Mr Obama's stance toward the terrorist threats facing the US has left some Democrats and Republicans alike nervous about the unmanned drones targeting US enemies from the skies.
Questions about the deadly programme dogged Mr Obama's pick to lead the Central Intelligence Agency (CIA) last week and killings carried out under the drone programme have ballooned under his watch.
"We are in a different kind of war. We're not sending troops. We're not sending manned bombers. We're dealing with the enemy where we find them to keep America safe.
"We have to strike a new constitutional balance with the challenges we face today," said Senator Dick Durbin.
"The policy is really unfolding. Most of this has not been disclosed," he added.
Before John Brennan's confirmation hearing to lead the CIA on Thursday, Mr Obama directed the Justice Department to give the congressional intelligence committees access to classified legal advice providing the government's rationale for drone strikes against US citizens working with al-Qa'ida.
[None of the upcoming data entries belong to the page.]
//! Octocrab-backed merge executor.
//!
//! Performs the squash merge through the REST endpoint directly, because the
//! SHA guard parameter (merge only if the head still matches) is not exposed
//! by octocrab's high-level merge builder. The guard is what makes the merge
//! safe to issue from a snapshot taken at admission time: if anyone pushed to
//! the PR in between, the code host answers 409 instead of merging the wrong
//! code.
//!
//! Failures are classified into [`MergeErrorKind`] so operators can tell
//! infrastructure trouble from states needing a human, but the queue treats
//! all of them as terminal for the entry.

use async_trait::async_trait;
use octocrab::Octocrab;
use serde::{Deserialize, Serialize};
use tracing::{info, warn};

use crate::executor::{MergeError, MergeExecutor};
use crate::types::{PrNumber, Sha};

/// A merge executor that performs squash merges against a single repository.
#[derive(Clone)]
pub struct GitHubMergeExecutor {
    client: Octocrab,
    owner: String,
    repo: String,
}

impl GitHubMergeExecutor {
    /// Creates an executor from a pre-configured octocrab instance.
    pub fn new(client: Octocrab, owner: impl Into<String>, repo: impl Into<String>) -> Self {
        GitHubMergeExecutor {
            client,
            owner: owner.into(),
            repo: repo.into(),
        }
    }

    /// Creates an executor authenticated with a personal access token.
    pub fn from_token(
        token: impl Into<String>,
        owner: impl Into<String>,
        repo: impl Into<String>,
    ) -> Result<Self, octocrab::Error> {
        let client = Octocrab::builder().personal_token(token.into()).build()?;
        Ok(Self::new(client, owner, repo))
    }
}

impl std::fmt::Debug for GitHubMergeExecutor {
    fn fmt(&self, f: &mut std::fmt::Formatter<'_>) -> std::fmt::Result {
        f.debug_struct("GitHubMergeExecutor")
            .field("owner", &self.owner)
            .field("repo", &self.repo)
            .finish_non_exhaustive()
    }
}

#[derive(Serialize)]
struct MergeRequest<'a> {
    merge_method: &'static str,
    sha: &'a str,
}

#[derive(Debug, Deserialize)]
struct MergeResponse {
    merged: bool,
    message: Option<String>,
}

/// Checks if an error message indicates the head moved under us.
///
/// The code host returns HTTP 409 for several reasons (a stale SHA guard,
/// merge conflicts, ...); only the head-moved message means the entry's
/// snapshot is stale rather than the PR being unmergeable.
pub fn is_stale_head_error(err_str: &str) -> bool {
    err_str.to_lowercase().contains("head branch was modified")
}

/// Extracts the HTTP status code from an octocrab error, if present.
fn extract_status_code(err: &octocrab::Error) -> Option<u16> {
    match err {
        octocrab::Error::GitHub { source, .. } => Some(source.status_code.as_u16()),
        _ => None,
    }
}

/// Returns true for messages describing infrastructure-level failures that a
/// later admission would likely not hit.
fn is_transient_message(message: &str) -> bool {
    let lower = message.to_lowercase();
    lower.contains("rate limit")
        || lower.contains("timed out")
        || lower.contains("timeout")
        || lower.contains("connection")
        || lower.contains("base branch was modified")
}

/// Categorizes an octocrab error into a [`MergeError`].
fn classify(err: octocrab::Error) -> MergeError {
    let message = err.to_string();

    if is_stale_head_error(&message) {
        return MergeError::stale_head(message);
    }
    if is_transient_message(&message) {
        return MergeError::transient(message);
    }

    match extract_status_code(&err) {
        Some(429) => MergeError::transient(message),
        Some(code) if (500..600).contains(&code) => MergeError::transient(message),
        // 4xx without a recognizably transient message needs a human.
        Some(_) => MergeError::permanent(message),
        // No status code: treat unknown transport errors as transient.
        None => MergeError::transient(message),
    }
}

#[async_trait]
impl MergeExecutor for GitHubMergeExecutor {
    async fn merge(&self, pr: PrNumber, head: &Sha) -> Result<(), MergeError> {
        let url = format!("/repos/{}/{}/pulls/{}/merge", self.owner, self.repo, pr.0);
        let request = MergeRequest {
            merge_method: "squash",
            sha: head.as_str(),
        };

        info!(pr = %pr, head = %head.short(), "executing squash merge");

        let result: Result<MergeResponse, _> = self.client.put(&url, Some(&request)).await;
        match result {
            Ok(response) if response.merged => Ok(()),
            Ok(response) => Err(MergeError::permanent(format!(
                "merge request returned merged=false: {}",
                response.message.as_deref().unwrap_or("unknown reason")
            ))),
            Err(e) => {
                let err = classify(e);
                warn!(pr = %pr, error = %err, "merge execution failed");
                Err(err)
            }
        }
    }
}
impl Engine {
    pub fn new(
        classifier: Classifier,
        store: Arc<PullRequestStore>,
        queue: Arc<MergeQueue>,
        audit: Arc<AuditLog>,
        notifier: Notifier,
        auto_merge_label: impl Into<String>,
    ) -> Self {
        Engine {
            classifier,
            store,
            queue,
            audit,
            notifier,
            auto_merge_label: auto_merge_label.into(),
            locks: PrLocks::default(),
        }
    }

    /// Processes one verified delivery end to end.
    ///
    /// Duplicates and unrecognized events are accepted with a marker audit
    /// record and no state mutation. On a persistence failure the delivery
    /// ID is released again so the sender's redelivery is not swallowed as
    /// a duplicate.
    #[instrument(skip(self, delivery), fields(delivery_id = %delivery.id, event_type = %delivery.event_type))]
    pub async fn handle_delivery(&self, delivery: Delivery) -> Result<DeliveryOutcome> {
        let event = match self.classifier.classify(&delivery)? {
            Classification::Duplicate => {
                self.audit.append(
                    NewAuditRecord::event("duplicate_ignored").delivery(delivery.id.clone()),
                )?;
                return Ok(DeliveryOutcome::Duplicate);
            }
            Classification::Ignored => {
                if let Err(e) = self.mark_ignored(&delivery) {
                    self.classifier.forget(&delivery.id);
                    return Err(e);
                }
                return Ok(DeliveryOutcome::Ignored);
            }
            Classification::Event(event) => event,
        };

        match self.apply_event(&delivery, &event).await {
            Ok(outcome) => Ok(outcome),
            Err(e) => {
                // Not acknowledged as processed: release the ID so the
                // sender's redelivery is handled rather than deduplicated.
                self.classifier.forget(&delivery.id);
                Err(e)
            }
        }
    }

    fn mark_ignored(&self, delivery: &Delivery) -> Result<()> {
        self.audit.append(
            NewAuditRecord::event("event_ignored")
                .delivery(delivery.id.clone())
                .detail(format!("event type {:?}", delivery.event_type)),
        )?;
        Ok(())
    }

    /// Applies a classified event inside the PR's critical section.
    async fn apply_event(&self, delivery: &Delivery, event: &DomainEvent) -> Result<DeliveryOutcome> {
        let pr = event.pr_number();
        let _guard = self.locks.lock(pr).await;

        // Supersession comes first: a moved head invalidates any queued
        // entry before the new snapshot is even computed.
        if matches!(event, DomainEvent::PullRequestUpdated(_)) {
            self.cancel_active(pr, "superseded by new head commit")?;
        }
        // A closed PR has no business merging either.
        if matches!(event, DomainEvent::PullRequestClosed(_)) {
            self.cancel_active(pr, "pull request closed")?;
        }

        let before = self.store.get(pr).map(|p| p.summary());
        let snapshot = self.store.apply(event);
        let eligibility = evaluate(&snapshot, &self.auto_merge_label);

        self.audit.append(
            NewAuditRecord::event(event.name())
                .delivery(delivery.id.clone())
                .pr(pr)
                .before(before)
                .after(snapshot.summary())
                .detail(match eligibility {
                    Eligibility::Eligible => "eligible".to_string(),
                    Eligibility::Ineligible(reason) => format!("ineligible: {}", reason),
                }),
        )?;
        self.notifier.publish(
            event.name(),
            Some(pr),
            serde_json::to_value(&snapshot).unwrap_or_default(),
        );

        if eligibility.is_eligible() {
            self.admit(&snapshot, delivery)?;
        } else {
            debug!(pr = %pr, eligibility = ?eligibility, "not admitting");
        }

        if snapshot.state.is_closed() {
            self.locks.remove(pr);
        }

        Ok(DeliveryOutcome::Processed {
            event: event.name(),
            pr,
            eligibility,
        })
    }

    /// Manually removes a PR's queued entry (operator action).
    ///
    /// Returns `true` if an entry was cancelled. A `merging` entry cannot be
    /// removed; the in-flight merge completes and is reconciled afterwards.
    pub async fn remove_from_queue(&self, pr: PrNumber) -> Result<bool> {
        let _guard = self.locks.lock(pr).await;
        self.cancel_active(pr, "manually removed from queue")
    }

    /// Cancels the PR's queued entry, if any, with an audit trail.
    fn cancel_active(&self, pr: PrNumber, reason: &str) -> Result<bool> {
        let Some(cancelled) = self.queue.cancel(pr, reason, Utc::now()) else {
            return Ok(false);
        };
        warn!(pr = %pr, reason = %reason, "queued entry cancelled");
        self.audit.append(
            NewAuditRecord::event("queue_cancelled")
                .pr(pr)
                .detail(reason.to_string()),
        )?;
        self.notifier.publish(
            "queue_cancelled",
            Some(pr),
            serde_json::to_value(&cancelled).unwrap_or_default(),
        );
        Ok(true)
    }

    fn admit(&self, snapshot: &PullRequest, delivery: &Delivery) -> Result<()> {
        let outcome = self.queue.admit(
            snapshot.number,
            snapshot.head_sha.clone(),
            snapshot.author_is_bot(),
            Utc::now(),
        );
        match outcome {
            AdmitOutcome::Admitted(entry) => {
                info!(pr = %snapshot.number, "admitted to merge queue");
                self.audit.append(
                    NewAuditRecord::event("queue_admitted")
                        .delivery(delivery.id.clone())
                        .pr(snapshot.number)
                        .detail(format!("head {}", entry.head_sha.short())),
                )?;
                self.notifier.publish(
                    "queue_admitted",
                    Some(snapshot.number),
                    serde_json::to_value(&entry).unwrap_or_default(),
                );
            }
            AdmitOutcome::AlreadyActive => {
                debug!(pr = %snapshot.number, "already queued");
            }
        }
        Ok(())
    }

    pub fn store(&self) -> &Arc<PullRequestStore> {
        &self.store
    }

    pub fn queue(&self) -> &Arc<MergeQueue> {
        &self.queue
    }

    pub fn audit(&self) -> &Arc<AuditLog> {
        &self.audit
    }

    pub fn notifier(&self) -> &Notifier {
        &self.notifier
    }
}
//! Health check endpoint.

use axum::http::StatusCode;

/// `GET /health` - returns 200 if the server is running.
pub async fn health_handler() -> (StatusCode, &'static str) {
    (StatusCode::OK, "OK")
}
Former Defence Secretary Bob Gates, a former CIA chief, suggested "some check" on a president's ability to order drone strikes against American al-Qa'ida operatives would be appropriate and lent support to creating a special court that would review such requests.
The potential model that some lawmakers are considering for overseeing such drone attacks is a secret court of federal judges that now reviews requests for government surveillance in espionage and terrorism cases.